» **What the task requires**: Examine each line in the records below for the word "static". Report how many lines contain it, and nothing else.

Stored items:
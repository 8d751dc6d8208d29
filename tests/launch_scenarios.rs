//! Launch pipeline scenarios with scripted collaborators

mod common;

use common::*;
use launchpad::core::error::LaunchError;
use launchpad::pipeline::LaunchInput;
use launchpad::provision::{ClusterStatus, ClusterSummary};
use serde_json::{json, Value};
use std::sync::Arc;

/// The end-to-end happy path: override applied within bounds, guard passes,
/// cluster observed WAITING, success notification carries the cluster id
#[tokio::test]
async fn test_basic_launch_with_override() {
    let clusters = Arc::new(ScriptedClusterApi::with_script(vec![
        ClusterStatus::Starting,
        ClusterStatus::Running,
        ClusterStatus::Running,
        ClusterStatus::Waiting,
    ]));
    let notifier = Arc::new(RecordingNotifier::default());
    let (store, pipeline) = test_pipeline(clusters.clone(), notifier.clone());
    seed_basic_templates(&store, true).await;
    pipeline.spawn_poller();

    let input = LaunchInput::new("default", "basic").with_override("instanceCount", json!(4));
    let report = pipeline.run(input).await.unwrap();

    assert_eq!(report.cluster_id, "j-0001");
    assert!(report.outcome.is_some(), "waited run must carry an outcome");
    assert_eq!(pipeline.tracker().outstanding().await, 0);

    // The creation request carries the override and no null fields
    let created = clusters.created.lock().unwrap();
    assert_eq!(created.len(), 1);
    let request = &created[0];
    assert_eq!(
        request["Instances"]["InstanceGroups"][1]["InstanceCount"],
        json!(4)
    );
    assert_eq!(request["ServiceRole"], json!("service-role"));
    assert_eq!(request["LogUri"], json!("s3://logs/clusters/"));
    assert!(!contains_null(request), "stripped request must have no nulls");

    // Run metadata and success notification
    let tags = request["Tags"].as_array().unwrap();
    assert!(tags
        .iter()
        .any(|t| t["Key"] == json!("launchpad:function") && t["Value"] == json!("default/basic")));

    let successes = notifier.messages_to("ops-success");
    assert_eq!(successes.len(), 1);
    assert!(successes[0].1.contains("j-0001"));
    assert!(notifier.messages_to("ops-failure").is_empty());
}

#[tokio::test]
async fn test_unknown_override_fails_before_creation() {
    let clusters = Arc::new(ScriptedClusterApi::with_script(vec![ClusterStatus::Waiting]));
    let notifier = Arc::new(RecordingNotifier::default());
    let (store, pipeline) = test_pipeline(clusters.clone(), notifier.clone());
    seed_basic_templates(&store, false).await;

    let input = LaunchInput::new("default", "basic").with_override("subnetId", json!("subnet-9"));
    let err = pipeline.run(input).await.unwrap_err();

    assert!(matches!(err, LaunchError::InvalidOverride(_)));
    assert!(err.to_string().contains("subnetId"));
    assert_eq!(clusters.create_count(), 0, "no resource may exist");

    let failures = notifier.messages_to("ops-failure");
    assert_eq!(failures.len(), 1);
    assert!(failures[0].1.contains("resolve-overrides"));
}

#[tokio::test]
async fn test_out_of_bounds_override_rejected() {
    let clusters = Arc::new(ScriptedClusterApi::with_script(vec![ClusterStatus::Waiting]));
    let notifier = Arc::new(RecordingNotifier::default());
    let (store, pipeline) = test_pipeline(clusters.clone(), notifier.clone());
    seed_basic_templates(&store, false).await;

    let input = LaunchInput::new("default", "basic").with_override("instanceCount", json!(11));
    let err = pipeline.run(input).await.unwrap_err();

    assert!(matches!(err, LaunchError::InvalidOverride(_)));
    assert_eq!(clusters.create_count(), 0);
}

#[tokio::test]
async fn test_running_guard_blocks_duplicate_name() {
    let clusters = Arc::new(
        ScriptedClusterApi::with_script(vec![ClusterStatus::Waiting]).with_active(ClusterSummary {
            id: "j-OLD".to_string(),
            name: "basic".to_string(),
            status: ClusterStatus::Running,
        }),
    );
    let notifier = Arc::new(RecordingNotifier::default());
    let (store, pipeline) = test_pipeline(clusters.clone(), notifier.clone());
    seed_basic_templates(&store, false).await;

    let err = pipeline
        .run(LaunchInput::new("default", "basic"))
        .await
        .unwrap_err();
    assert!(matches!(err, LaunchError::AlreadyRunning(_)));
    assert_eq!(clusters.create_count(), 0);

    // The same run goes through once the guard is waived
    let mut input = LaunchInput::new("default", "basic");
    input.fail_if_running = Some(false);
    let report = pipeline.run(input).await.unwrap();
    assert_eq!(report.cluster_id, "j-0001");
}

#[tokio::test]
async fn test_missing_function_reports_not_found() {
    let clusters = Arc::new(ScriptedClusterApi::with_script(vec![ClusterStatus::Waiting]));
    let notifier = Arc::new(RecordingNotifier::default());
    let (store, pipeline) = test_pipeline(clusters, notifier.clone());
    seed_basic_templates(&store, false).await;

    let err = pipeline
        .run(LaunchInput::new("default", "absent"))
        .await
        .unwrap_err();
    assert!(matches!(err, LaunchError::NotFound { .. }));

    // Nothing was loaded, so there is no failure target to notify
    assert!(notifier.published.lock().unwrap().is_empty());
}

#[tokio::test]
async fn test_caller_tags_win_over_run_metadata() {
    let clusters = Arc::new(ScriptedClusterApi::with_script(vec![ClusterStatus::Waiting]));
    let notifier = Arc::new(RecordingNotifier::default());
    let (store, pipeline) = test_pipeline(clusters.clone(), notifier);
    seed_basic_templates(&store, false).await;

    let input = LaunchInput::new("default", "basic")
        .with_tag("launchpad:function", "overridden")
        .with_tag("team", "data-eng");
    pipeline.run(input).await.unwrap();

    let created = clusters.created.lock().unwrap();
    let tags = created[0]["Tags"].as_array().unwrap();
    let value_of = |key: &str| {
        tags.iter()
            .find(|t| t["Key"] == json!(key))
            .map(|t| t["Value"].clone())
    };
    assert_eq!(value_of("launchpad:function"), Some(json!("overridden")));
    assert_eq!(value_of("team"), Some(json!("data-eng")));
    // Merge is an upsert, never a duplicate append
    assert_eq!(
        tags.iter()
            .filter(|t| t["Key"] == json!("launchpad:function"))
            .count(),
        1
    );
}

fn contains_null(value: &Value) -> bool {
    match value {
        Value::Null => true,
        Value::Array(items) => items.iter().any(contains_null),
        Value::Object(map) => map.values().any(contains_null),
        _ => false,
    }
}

==

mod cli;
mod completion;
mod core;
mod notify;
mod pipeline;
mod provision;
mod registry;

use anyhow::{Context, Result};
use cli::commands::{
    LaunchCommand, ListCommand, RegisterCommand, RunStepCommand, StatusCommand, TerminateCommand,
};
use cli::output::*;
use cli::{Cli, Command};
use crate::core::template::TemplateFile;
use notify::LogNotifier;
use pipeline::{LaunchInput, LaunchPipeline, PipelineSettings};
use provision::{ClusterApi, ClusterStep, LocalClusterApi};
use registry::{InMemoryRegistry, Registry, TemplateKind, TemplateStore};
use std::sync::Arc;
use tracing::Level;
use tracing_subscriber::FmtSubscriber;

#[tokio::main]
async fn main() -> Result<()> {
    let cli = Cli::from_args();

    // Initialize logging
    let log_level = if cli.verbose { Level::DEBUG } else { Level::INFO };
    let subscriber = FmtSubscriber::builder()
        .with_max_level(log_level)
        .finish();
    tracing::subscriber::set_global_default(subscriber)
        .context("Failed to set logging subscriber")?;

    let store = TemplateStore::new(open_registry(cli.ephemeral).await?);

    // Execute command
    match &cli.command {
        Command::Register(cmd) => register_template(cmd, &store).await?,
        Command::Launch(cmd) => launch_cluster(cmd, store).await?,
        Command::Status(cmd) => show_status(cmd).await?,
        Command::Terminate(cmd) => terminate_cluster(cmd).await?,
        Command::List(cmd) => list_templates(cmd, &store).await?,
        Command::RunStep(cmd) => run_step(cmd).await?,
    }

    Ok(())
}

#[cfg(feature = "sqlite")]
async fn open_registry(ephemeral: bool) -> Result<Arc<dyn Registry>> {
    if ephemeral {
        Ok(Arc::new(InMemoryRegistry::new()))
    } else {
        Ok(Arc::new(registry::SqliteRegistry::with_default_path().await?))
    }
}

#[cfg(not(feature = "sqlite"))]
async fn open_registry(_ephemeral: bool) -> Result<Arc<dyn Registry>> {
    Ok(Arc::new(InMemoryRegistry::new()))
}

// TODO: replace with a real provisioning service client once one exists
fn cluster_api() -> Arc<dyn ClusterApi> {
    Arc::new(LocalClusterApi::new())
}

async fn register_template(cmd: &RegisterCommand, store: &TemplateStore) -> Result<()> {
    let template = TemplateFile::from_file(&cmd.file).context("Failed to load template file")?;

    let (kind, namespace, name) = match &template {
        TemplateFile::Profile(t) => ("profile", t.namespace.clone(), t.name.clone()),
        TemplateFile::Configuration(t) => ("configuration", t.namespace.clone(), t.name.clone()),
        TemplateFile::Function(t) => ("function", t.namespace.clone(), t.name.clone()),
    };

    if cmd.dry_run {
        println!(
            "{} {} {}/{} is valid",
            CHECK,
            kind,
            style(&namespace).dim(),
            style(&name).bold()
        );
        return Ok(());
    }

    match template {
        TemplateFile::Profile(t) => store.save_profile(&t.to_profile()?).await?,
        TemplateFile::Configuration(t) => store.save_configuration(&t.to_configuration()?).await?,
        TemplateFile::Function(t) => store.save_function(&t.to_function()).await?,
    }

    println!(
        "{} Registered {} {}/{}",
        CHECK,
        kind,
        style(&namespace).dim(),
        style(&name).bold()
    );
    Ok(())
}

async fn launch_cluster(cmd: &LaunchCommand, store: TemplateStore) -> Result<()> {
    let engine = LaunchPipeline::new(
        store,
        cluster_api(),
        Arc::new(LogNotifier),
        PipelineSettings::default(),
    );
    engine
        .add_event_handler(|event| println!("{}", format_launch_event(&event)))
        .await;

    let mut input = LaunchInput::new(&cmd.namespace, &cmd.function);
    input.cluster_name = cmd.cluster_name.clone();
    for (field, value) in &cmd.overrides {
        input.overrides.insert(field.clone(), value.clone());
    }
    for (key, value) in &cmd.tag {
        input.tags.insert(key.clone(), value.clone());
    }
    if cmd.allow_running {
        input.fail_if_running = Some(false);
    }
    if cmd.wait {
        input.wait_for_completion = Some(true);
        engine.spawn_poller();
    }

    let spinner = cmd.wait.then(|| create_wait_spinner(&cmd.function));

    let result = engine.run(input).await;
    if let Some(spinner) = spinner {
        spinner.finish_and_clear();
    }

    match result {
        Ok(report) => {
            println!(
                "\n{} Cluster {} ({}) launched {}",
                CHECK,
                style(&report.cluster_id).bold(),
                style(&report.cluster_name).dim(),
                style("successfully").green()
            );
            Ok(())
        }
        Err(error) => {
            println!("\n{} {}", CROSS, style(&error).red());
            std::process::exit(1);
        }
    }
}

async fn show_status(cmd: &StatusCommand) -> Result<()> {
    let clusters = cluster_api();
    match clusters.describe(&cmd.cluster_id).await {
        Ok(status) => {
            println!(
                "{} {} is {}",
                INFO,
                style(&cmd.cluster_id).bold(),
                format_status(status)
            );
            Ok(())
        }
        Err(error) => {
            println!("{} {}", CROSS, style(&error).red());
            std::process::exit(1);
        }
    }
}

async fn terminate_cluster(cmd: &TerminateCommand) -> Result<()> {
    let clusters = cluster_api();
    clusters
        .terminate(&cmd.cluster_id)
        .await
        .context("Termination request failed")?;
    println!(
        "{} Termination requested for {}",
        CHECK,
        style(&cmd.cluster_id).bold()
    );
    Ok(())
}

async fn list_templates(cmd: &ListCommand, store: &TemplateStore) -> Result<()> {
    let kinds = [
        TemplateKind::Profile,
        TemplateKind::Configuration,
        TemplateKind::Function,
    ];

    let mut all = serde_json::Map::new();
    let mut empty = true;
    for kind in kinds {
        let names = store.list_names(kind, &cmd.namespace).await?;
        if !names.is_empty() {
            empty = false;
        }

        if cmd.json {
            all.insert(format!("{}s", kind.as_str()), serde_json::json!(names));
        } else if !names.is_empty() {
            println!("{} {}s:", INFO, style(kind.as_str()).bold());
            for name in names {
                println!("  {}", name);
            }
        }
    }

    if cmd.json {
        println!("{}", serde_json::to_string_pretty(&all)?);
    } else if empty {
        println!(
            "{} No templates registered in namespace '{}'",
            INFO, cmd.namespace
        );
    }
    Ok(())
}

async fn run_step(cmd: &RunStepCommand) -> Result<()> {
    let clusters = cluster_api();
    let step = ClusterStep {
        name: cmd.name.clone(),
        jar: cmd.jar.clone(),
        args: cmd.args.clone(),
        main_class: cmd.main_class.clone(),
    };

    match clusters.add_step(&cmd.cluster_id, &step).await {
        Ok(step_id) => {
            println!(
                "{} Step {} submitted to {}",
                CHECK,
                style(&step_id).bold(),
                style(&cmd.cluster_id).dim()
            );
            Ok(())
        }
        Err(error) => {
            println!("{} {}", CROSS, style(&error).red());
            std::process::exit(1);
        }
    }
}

--

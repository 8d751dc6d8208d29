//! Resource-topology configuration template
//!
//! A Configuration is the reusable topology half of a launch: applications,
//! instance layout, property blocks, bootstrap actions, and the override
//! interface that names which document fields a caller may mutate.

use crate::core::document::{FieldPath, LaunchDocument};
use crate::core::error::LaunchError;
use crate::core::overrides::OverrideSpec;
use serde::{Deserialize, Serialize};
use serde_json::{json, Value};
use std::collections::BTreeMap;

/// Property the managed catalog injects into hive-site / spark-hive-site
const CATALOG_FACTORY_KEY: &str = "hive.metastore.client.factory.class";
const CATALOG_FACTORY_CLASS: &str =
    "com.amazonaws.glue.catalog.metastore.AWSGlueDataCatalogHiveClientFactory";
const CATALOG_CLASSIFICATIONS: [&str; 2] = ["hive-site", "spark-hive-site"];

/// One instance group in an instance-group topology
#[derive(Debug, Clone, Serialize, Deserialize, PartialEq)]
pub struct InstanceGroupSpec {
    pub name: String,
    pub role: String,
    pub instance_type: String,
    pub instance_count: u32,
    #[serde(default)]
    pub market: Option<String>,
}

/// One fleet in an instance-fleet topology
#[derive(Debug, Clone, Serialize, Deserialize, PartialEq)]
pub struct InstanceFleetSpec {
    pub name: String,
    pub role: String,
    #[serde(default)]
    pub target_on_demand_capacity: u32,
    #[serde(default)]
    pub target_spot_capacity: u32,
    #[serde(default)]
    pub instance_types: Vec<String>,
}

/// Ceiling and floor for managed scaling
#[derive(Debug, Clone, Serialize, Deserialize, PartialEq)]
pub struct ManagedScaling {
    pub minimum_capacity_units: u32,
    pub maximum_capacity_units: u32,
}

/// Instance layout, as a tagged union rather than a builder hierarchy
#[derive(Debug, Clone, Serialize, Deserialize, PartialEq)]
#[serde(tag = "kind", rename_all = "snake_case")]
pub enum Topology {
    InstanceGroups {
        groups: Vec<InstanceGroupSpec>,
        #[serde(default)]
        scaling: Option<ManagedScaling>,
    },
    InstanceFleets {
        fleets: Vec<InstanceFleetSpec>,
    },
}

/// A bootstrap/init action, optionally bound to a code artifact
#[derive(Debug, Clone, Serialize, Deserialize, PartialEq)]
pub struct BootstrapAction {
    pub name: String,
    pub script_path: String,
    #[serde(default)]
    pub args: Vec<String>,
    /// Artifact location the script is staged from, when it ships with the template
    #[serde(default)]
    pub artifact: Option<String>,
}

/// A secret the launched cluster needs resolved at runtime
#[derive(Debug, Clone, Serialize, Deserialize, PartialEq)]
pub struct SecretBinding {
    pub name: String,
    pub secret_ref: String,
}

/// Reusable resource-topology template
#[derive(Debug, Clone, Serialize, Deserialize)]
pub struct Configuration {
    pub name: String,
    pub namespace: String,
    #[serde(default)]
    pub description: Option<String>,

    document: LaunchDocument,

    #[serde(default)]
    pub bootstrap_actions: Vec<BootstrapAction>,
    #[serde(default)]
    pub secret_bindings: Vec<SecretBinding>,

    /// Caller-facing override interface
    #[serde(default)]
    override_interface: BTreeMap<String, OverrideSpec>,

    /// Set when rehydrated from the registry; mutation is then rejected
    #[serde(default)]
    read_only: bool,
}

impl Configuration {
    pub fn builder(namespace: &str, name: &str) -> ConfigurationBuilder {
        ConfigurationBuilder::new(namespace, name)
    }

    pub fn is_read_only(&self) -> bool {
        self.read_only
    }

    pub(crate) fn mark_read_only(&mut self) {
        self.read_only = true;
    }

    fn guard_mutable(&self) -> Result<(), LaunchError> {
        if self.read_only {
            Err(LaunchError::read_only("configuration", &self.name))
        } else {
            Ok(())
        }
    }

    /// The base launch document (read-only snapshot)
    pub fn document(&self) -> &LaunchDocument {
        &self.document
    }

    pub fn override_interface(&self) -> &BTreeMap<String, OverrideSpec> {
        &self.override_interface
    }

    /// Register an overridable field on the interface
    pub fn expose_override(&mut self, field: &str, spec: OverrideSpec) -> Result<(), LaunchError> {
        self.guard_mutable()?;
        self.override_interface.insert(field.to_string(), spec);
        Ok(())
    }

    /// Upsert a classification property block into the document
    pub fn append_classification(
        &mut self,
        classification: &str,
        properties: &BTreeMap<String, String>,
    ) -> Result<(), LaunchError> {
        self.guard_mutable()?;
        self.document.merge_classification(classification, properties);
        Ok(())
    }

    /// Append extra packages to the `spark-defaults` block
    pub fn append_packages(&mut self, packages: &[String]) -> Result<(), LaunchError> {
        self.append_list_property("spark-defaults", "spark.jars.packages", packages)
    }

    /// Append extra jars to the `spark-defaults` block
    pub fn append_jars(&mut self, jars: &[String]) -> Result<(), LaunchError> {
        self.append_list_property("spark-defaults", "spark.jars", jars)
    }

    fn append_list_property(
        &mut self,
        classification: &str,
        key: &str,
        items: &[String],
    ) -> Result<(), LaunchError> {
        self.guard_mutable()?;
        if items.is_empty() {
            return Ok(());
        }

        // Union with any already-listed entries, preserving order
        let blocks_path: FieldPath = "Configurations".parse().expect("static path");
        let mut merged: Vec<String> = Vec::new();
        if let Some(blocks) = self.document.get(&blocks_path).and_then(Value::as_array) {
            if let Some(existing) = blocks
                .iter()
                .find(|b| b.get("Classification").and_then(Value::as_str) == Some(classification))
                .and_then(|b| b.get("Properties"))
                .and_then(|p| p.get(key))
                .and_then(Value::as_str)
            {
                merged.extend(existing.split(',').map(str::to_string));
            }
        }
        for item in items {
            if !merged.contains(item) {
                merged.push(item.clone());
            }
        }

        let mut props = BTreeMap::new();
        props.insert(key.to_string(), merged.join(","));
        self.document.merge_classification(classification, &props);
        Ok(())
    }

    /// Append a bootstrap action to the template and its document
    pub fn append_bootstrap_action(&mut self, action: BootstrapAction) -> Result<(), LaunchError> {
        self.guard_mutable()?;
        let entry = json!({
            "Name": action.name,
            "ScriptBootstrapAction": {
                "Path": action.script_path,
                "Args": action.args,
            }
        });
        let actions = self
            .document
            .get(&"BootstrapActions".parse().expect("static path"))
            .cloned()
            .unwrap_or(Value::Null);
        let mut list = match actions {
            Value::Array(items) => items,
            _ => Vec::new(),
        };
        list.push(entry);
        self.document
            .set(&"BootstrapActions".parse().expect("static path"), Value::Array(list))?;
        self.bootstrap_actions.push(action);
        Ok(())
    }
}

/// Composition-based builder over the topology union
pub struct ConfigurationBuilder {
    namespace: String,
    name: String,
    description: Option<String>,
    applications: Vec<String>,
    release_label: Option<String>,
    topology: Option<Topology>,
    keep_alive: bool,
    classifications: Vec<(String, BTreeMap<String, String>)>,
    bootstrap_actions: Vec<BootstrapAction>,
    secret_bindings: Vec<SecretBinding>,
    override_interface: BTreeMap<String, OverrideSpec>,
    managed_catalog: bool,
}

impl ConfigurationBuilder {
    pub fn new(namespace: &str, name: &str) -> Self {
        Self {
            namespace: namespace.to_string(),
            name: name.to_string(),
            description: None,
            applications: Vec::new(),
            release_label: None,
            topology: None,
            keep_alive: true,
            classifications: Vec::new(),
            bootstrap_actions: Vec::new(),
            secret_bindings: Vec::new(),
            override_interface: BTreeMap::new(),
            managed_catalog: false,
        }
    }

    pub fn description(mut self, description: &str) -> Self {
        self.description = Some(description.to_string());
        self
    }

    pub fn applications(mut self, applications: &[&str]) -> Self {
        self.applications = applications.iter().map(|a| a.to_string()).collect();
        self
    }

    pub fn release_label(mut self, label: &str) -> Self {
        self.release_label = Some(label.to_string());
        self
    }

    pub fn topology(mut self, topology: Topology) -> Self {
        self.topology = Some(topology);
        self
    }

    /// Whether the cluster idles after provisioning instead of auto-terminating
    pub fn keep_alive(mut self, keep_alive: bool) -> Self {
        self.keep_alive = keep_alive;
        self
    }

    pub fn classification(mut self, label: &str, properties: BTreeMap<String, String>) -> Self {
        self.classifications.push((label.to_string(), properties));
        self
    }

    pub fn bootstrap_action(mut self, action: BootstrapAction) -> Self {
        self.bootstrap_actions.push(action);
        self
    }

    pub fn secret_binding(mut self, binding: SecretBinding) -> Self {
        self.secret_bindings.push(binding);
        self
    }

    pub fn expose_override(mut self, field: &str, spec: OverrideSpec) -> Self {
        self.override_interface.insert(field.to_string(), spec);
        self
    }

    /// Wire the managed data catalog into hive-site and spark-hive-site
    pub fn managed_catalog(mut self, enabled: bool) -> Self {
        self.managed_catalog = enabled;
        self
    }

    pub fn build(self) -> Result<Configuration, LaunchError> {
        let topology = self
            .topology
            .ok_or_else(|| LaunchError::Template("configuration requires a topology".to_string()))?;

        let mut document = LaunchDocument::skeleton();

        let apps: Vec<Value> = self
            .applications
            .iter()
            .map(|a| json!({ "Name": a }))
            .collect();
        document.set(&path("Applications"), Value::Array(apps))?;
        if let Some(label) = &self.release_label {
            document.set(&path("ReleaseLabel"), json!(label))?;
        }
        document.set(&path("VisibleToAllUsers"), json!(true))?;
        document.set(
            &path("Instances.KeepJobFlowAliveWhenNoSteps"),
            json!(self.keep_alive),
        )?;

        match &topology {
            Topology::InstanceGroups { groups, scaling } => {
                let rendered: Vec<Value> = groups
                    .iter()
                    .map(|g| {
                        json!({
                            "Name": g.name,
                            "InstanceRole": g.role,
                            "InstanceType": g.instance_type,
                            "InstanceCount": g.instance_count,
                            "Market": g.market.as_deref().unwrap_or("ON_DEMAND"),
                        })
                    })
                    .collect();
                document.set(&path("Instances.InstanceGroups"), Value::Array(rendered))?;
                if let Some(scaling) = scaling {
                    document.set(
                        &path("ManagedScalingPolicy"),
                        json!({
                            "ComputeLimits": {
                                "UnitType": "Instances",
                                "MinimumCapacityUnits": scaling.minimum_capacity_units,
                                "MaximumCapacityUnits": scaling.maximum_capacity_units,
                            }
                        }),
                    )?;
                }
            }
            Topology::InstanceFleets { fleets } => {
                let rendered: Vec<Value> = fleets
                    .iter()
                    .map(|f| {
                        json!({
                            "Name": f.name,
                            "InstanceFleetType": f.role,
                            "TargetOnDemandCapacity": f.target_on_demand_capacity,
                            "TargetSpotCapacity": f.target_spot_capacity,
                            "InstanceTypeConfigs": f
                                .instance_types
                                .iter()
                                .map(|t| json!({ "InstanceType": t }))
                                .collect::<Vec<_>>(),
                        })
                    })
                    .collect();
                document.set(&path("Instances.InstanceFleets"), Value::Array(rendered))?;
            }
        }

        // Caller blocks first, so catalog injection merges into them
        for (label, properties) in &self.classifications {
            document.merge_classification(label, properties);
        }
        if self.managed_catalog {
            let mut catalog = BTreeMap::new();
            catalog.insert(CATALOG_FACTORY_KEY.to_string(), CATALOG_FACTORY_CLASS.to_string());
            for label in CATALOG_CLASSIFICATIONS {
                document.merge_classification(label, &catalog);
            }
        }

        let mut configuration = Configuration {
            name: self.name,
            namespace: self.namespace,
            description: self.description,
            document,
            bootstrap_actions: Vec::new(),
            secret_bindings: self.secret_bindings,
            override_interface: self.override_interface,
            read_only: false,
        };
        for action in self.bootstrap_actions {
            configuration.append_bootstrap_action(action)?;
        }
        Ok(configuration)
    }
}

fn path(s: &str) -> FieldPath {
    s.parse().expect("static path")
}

» **Response to this task**: 4